Stored items:
━━━━━━━━━━━━━━━━━━━━━━━━━━━━━━
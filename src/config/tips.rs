//! Tip tables for the local response strategy
//!
//! The builtin tables are used unless a tip book is loaded from TOML.
//!
//! # Example Tip Book
//!
//! ```toml
//! fallback = "Ask me about fitness, nutrition, or mental health!"
//! fitness = ["Stretch for ten minutes after every session."]
//! nutrition = ["Eat a protein source with every meal."]
//! mental = ["Take five slow breaths before you open your inbox."]
//! ```

use serde::{Deserialize, Serialize};
use std::path::Path;

use crate::conversation::Category;

use super::ConfigError;

/// Tip lists per category plus the generic fallback
#[derive(Debug, Clone, PartialEq, Serialize, Deserialize)]
pub struct TipBook {
    /// Reply used when no category was detected
    #[serde(default = "default_fallback")]
    pub fallback: String,

    pub fitness: Vec<String>,
    pub nutrition: Vec<String>,
    pub mental: Vec<String>,
}

fn default_fallback() -> String {
    builtin::FALLBACK.to_string()
}

impl TipBook {
    /// Load a tip book from a TOML file
    pub fn from_file(path: &Path) -> Result<Self, ConfigError> {
        let content = std::fs::read_to_string(path)?;
        Self::from_str(&content)
    }

    /// Load a tip book from a TOML string
    pub fn from_str(content: &str) -> Result<Self, ConfigError> {
        let book: TipBook = toml::from_str(content)?;
        book.validate()?;
        Ok(book)
    }

    /// Tips for a category, never empty once validated
    pub fn tips(&self, category: Category) -> &[String] {
        match category {
            Category::Fitness => &self.fitness,
            Category::Nutrition => &self.nutrition,
            Category::Mental => &self.mental,
        }
    }

    fn validate(&self) -> Result<(), ConfigError> {
        if self.fallback.trim().is_empty() {
            return Err(ConfigError::Validation("tip book fallback is empty".into()));
        }

        for category in Category::ALL {
            let tips = self.tips(category);
            if tips.is_empty() {
                return Err(ConfigError::Validation(format!(
                    "tip book has no {} tips",
                    category
                )));
            }
            if tips.iter().any(|tip| tip.trim().is_empty()) {
                return Err(ConfigError::Validation(format!(
                    "tip book has a blank {} tip",
                    category
                )));
            }
        }

        Ok(())
    }
}

impl Default for TipBook {
    fn default() -> Self {
        let owned = |tips: &[&str]| -> Vec<String> { tips.iter().map(|t| t.to_string()).collect() };
        Self {
            fallback: default_fallback(),
            fitness: owned(builtin::FITNESS),
            nutrition: owned(builtin::NUTRITION),
            mental: owned(builtin::MENTAL),
        }
    }
}

/// Built-in tips that don't require files
pub mod builtin {
    pub const FALLBACK: &str = "I'm not sure about that one, bro. Ask me about fitness, nutrition, or mental health and I'll hook you up with a tip!";

    pub const FITNESS: &[&str] = &[
        "Start with compound lifts like squats, deadlifts, and bench press. They work multiple muscle groups at once, bro! 💪",
        "Don't skip leg day! Strong legs are the foundation of a strong body.",
        "Warm up for 5-10 minutes before every workout to get the blood flowing and prevent injuries.",
        "Progressive overload is key. Add a little weight or a few reps each week to keep gains coming.",
        "Rest days are part of the program. Your muscles grow while you recover, not while you train.",
    ];

    pub const NUTRITION: &[&str] = &[
        "Aim for a palm-sized portion of protein with every meal to support muscle recovery.",
        "Drink water throughout the day. Even mild dehydration can tank your energy, bro.",
        "Fill half your plate with vegetables. Fiber keeps you full and your gut happy. 🥦",
        "Prep your meals on Sunday so you're not tempted by fast food during the week.",
        "Don't fear healthy fats. Avocados, nuts, and olive oil fuel your body and brain.",
    ];

    pub const MENTAL: &[&str] = &[
        "Take five slow, deep breaths when stress hits. It tells your nervous system to chill. 🧘",
        "Try a 10-minute meditation in the morning to set the tone for your day.",
        "Get 7-9 hours of sleep. Rest is the ultimate mental recovery tool, bro.",
        "Write down three things you're grateful for each night. It rewires your mind for the positive.",
        "Talk it out. Reaching out to a friend when you're struggling is a sign of strength, not weakness.",
    ];
}
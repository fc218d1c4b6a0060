//! BroBot - wellness tips chat API
//!
//! Each session is one conversation with BroBot about fitness, nutrition, or
//! mental health. Replies come from a local tip table or from a remote
//! chat-completion API using a key the user supplies for that session.

use std::net::SocketAddr;
use std::sync::Arc;

use axum::Router;
use tower_http::{cors::CorsLayer, trace::TraceLayer};
use tracing_subscriber::{layer::SubscriberExt, util::SubscriberInitExt};

mod config;
mod conversation;
mod core;
mod providers;
mod routes;

use crate::config::Config;
use crate::core::SessionRegistry;

/// Application state shared across handlers
#[derive(Clone)]
pub struct AppState {
    pub config: Config,
    pub sessions: Arc<SessionRegistry>,
}

#[tokio::main]
async fn main() -> anyhow::Result<()> {
    dotenvy::dotenv().ok();

    tracing_subscriber::registry()
        .with(
            tracing_subscriber::EnvFilter::try_from_default_env()
                .unwrap_or_else(|_| "brobot=debug,tower_http=debug".into()),
        )
        .with(tracing_subscriber::fmt::layer())
        .init();

    let config = Config::from_env()?;
    let addr: SocketAddr = format!("{}:{}", config.host, config.port).parse()?;

    let tips = config.load_tips()?;
    if let Some(path) = &config.tips_file {
        tracing::info!("📒 Loaded tip book from {}", path.display());
    }

    let provider = providers::from_config(&config, tips)?;
    tracing::info!("🧠 Response strategy: {}", provider.name());

    let sessions = Arc::new(SessionRegistry::new(provider, config.welcome_delay()));
    if let Some(idle) = config.session_idle() {
        sessions.spawn_sweeper(idle);
        tracing::info!("🧹 Idle sessions expire after {}s", idle.as_secs());
    }

    let state = AppState { config, sessions };

    let app = Router::new()
        .merge(routes::router())
        .layer(CorsLayer::permissive())
        .layer(TraceLayer::new_for_http())
        .with_state(state);

    tracing::info!("💪 BroBot API running at http://{}", addr);

    let listener = tokio::net::TcpListener::bind(addr).await?;
    axum::serve(listener, app).await?;

    Ok(())
}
━━━━━━━━━━━━━━━━━━━━━━━━━━━━━━
Reproduce the data exactly, character for character.

§ SOLUTION TO THE PROBLEM
filename src/config/tips.rs
//! Tip tables for the local response strategy
//!
//! The builtin tables are used unless a tip book is loaded from TOML.
//!
//! # Example Tip Book
//!
//! ```toml
//! fallback = "Ask me about fitness, nutrition, or mental health!"
//! fitness = ["Stretch for ten minutes after every session."]
//! nutrition = ["Eat a protein source with every meal."]
//! mental = ["Take five slow breaths before you open your inbox."]
//! ```

use serde::{Deserialize, Serialize};
use std::path::Path;

use crate::conversation::Category;

use super::ConfigError;

/// Tip lists per category plus the generic fallback
#[derive(Debug, Clone, PartialEq, Serialize, Deserialize)]
pub struct TipBook {
    /// Reply used when no category was detected
    #[serde(default = "default_fallback")]
    pub fallback: String,

    pub fitness: Vec<String>,
    pub nutrition: Vec<String>,
    pub mental: Vec<String>,
}

fn default_fallback() -> String {
    builtin::FALLBACK.to_string()
}

impl TipBook {
    /// Load a tip book from a TOML file
    pub fn from_file(path: &Path) -> Result<Self, ConfigError> {
        let content = std::fs::read_to_string(path)?;
        Self::from_str(&content)
    }

    /// Load a tip book from a TOML string
    pub fn from_str(content: &str) -> Result<Self, ConfigError> {
        let book: TipBook = toml::from_str(content)?;
        book.validate()?;
        Ok(book)
    }

    /// Tips for a category, never empty once validated
    pub fn tips(&self, category: Category) -> &[String] {
        match category {
            Category::Fitness => &self.fitness,
            Category::Nutrition => &self.nutrition,
            Category::Mental => &self.mental,
        }
    }

    fn validate(&self) -> Result<(), ConfigError> {
        if self.fallback.trim().is_empty() {
            return Err(ConfigError::Validation("tip book fallback is empty".into()));
        }

        for category in Category::ALL {
            let tips = self.tips(category);
            if tips.is_empty() {
                return Err(ConfigError::Validation(format!(
                    "tip book has no {} tips",
                    category
                )));
            }
            if tips.iter().any(|tip| tip.trim().is_empty()) {
                return Err(ConfigError::Validation(format!(
                    "tip book has a blank {} tip",
                    category
                )));
            }
        }

        Ok(())
    }
}

impl Default for TipBook {
    fn default() -> Self {
        let owned = |tips: &[&str]| -> Vec<String> { tips.iter().map(|t| t.to_string()).collect() };
        Self {
            fallback: default_fallback(),
            fitness: owned(builtin::FITNESS),
            nutrition: owned(builtin::NUTRITION),
            mental: owned(builtin::MENTAL),
        }
    }
}

/// Built-in tips that don't require files
pub mod builtin {
    pub const FALLBACK: &str = "I'm not sure about that one, bro. Ask me about fitness, nutrition, or mental health and I'll hook you up with a tip!";

    pub const FITNESS: &[&str] = &[
        "Start with compound lifts like squats, deadlifts, and bench press. They work multiple muscle groups at once, bro! 💪",
        "Don't skip leg day! Strong legs are the foundation of a strong body.",
        "Warm up for 5-10 minutes before every workout to get the blood flowing and prevent injuries.",
        "Progressive overload is key. Add a little weight or a few reps each week to keep gains coming.",
        "Rest days are part of the program. Your muscles grow while you recover, not while you train.",
    ];

    pub const NUTRITION: &[&str] = &[
        "Aim for a palm-sized portion of protein with every meal to support muscle recovery.",
        "Drink water throughout the day. Even mild dehydration can tank your energy, bro.",
        "Fill half your plate with vegetables. Fiber keeps you full and your gut happy. 🥦",
        "Prep your meals on Sunday so you're not tempted by fast food during the week.",
        "Don't fear healthy fats. Avocados, nuts, and olive oil fuel your body and brain.",
    ];

    pub const MENTAL: &[&str] = &[
        "Take five slow, deep breaths when stress hits. It tells your nervous system to chill. 🧘",
        "Try a 10-minute meditation in the morning to set the tone for your day.",
        "Get 7-9 hours of sleep. Rest is the ultimate mental recovery tool, bro.",
        "Write down three things you're grateful for each night. It rewires your mind for the positive.",
        "Talk it out. Reaching out to a friend when you're struggling is a sign of strength, not weakness.",
    ];
}
repository fc218d1c4b6a0060
//! BroBot - wellness tips chat API
//!
//! Each session is one conversation with BroBot about fitness, nutrition, or
//! mental health. Replies come from a local tip table or from a remote
//! chat-completion API using a key the user supplies for that session.

use std::net::SocketAddr;
use std::sync::Arc;

use axum::Router;
use tower_http::{cors::CorsLayer, trace::TraceLayer};
use tracing_subscriber::{layer::SubscriberExt, util::SubscriberInitExt};

mod config;
mod conversation;
mod core;
mod providers;
mod routes;

use crate::config::Config;
use crate::core::SessionRegistry;

/// Application state shared across handlers
#[derive(Clone)]
pub struct AppState {
    pub config: Config,
    pub sessions: Arc<SessionRegistry>,
}

#[tokio::main]
async fn main() -> anyhow::Result<()> {
    dotenvy::dotenv().ok();

    tracing_subscriber::registry()
        .with(
            tracing_subscriber::EnvFilter::try_from_default_env()
                .unwrap_or_else(|_| "brobot=debug,tower_http=debug".into()),
        )
        .with(tracing_subscriber::fmt::layer())
        .init();

    let config = Config::from_env()?;
    let addr: SocketAddr = format!("{}:{}", config.host, config.port).parse()?;

    let tips = config.load_tips()?;
    if let Some(path) = &config.tips_file {
        tracing::info!("📒 Loaded tip book from {}", path.display());
    }

    let provider = providers::from_config(&config, tips)?;
    tracing::info!("🧠 Response strategy: {}", provider.name());

    let sessions = Arc::new(SessionRegistry::new(provider, config.welcome_delay()));
    if let Some(idle) = config.session_idle() {
        sessions.spawn_sweeper(idle);
        tracing::info!("🧹 Idle sessions expire after {}s", idle.as_secs());
    }

    let state = AppState { config, sessions };

    let app = Router::new()
        .merge(routes::router())
        .layer(CorsLayer::permissive())
        .layer(TraceLayer::new_for_http())
        .with_state(state);

    tracing::info!("💪 BroBot API running at http://{}", addr);

    let listener = tokio::net::TcpListener::bind(addr).await?;
    axum::serve(listener, app).await?;

    Ok(())
}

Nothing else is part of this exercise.